Start of Records for the exercise

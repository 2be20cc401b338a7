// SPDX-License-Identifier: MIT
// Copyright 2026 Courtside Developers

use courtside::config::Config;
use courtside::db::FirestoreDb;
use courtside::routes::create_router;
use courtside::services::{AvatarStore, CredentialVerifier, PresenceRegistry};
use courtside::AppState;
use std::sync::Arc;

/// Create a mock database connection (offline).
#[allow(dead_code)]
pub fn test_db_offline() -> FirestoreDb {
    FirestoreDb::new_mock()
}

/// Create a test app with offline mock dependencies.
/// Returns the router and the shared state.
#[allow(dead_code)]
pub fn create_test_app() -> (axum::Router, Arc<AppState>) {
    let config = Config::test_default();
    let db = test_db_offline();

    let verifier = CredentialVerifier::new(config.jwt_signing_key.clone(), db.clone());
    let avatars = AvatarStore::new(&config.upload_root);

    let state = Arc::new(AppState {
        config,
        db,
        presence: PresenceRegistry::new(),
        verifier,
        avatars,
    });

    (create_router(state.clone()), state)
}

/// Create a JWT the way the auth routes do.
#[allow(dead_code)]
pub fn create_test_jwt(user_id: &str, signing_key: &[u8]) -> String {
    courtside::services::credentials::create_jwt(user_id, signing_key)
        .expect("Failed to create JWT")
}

End of Records for the exercise
Start of Records for the exercise

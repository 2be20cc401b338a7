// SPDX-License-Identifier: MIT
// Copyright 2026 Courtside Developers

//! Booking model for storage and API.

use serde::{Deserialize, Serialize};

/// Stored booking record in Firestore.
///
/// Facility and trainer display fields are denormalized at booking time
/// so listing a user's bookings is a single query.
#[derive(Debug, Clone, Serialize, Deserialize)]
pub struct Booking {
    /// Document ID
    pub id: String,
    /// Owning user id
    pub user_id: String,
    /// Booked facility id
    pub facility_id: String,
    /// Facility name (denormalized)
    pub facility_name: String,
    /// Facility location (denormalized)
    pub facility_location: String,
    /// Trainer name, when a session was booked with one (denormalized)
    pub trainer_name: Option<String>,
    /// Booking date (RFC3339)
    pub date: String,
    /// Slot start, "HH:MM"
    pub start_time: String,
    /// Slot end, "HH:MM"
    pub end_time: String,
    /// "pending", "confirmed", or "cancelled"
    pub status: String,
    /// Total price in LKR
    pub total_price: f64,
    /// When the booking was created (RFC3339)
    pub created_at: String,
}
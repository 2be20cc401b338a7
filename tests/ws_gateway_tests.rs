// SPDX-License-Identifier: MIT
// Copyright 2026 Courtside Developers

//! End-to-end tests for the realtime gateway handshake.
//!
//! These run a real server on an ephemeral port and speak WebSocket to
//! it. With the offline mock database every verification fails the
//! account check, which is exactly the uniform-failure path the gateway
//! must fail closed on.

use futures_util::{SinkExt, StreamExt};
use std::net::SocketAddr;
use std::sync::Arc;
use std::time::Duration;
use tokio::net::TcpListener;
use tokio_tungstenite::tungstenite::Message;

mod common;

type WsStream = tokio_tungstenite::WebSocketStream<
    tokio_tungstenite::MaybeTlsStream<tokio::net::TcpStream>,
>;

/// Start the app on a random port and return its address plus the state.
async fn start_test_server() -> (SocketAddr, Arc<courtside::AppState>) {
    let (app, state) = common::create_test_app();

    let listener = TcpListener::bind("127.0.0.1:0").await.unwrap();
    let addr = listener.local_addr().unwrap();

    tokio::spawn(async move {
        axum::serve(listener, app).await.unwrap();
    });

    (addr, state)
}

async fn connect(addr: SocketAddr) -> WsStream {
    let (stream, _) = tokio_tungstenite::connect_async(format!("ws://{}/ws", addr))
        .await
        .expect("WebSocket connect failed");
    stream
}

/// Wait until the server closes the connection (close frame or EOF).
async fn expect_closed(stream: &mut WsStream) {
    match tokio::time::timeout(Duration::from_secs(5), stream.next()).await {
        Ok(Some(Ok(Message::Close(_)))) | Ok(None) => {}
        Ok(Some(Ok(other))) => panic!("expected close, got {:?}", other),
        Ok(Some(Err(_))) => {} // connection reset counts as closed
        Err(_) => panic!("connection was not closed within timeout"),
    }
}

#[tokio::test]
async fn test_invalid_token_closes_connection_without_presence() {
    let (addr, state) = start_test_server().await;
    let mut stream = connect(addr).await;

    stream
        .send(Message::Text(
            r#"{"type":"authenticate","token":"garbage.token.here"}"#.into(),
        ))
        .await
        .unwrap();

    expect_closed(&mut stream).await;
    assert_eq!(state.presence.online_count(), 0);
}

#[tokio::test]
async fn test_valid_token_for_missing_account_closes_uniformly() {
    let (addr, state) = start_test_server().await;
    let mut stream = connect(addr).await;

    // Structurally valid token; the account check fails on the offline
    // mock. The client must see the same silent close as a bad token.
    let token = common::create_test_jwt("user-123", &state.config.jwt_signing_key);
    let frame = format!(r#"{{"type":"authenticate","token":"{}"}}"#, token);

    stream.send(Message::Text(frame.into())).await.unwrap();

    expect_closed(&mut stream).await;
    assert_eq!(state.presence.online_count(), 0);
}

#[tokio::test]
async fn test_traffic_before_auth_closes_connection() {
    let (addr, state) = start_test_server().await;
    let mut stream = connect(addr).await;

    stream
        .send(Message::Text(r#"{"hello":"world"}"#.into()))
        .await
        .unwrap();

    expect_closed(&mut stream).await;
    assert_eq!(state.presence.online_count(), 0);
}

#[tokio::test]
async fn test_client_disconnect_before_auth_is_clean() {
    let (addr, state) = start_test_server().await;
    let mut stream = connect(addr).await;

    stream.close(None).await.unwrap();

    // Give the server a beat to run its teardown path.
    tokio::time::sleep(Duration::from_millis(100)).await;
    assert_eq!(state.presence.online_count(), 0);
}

End of Records for the exercise

● What the task requires:
Within the entries above, count each line holding the string "port". Give only the result.

● Reply:
2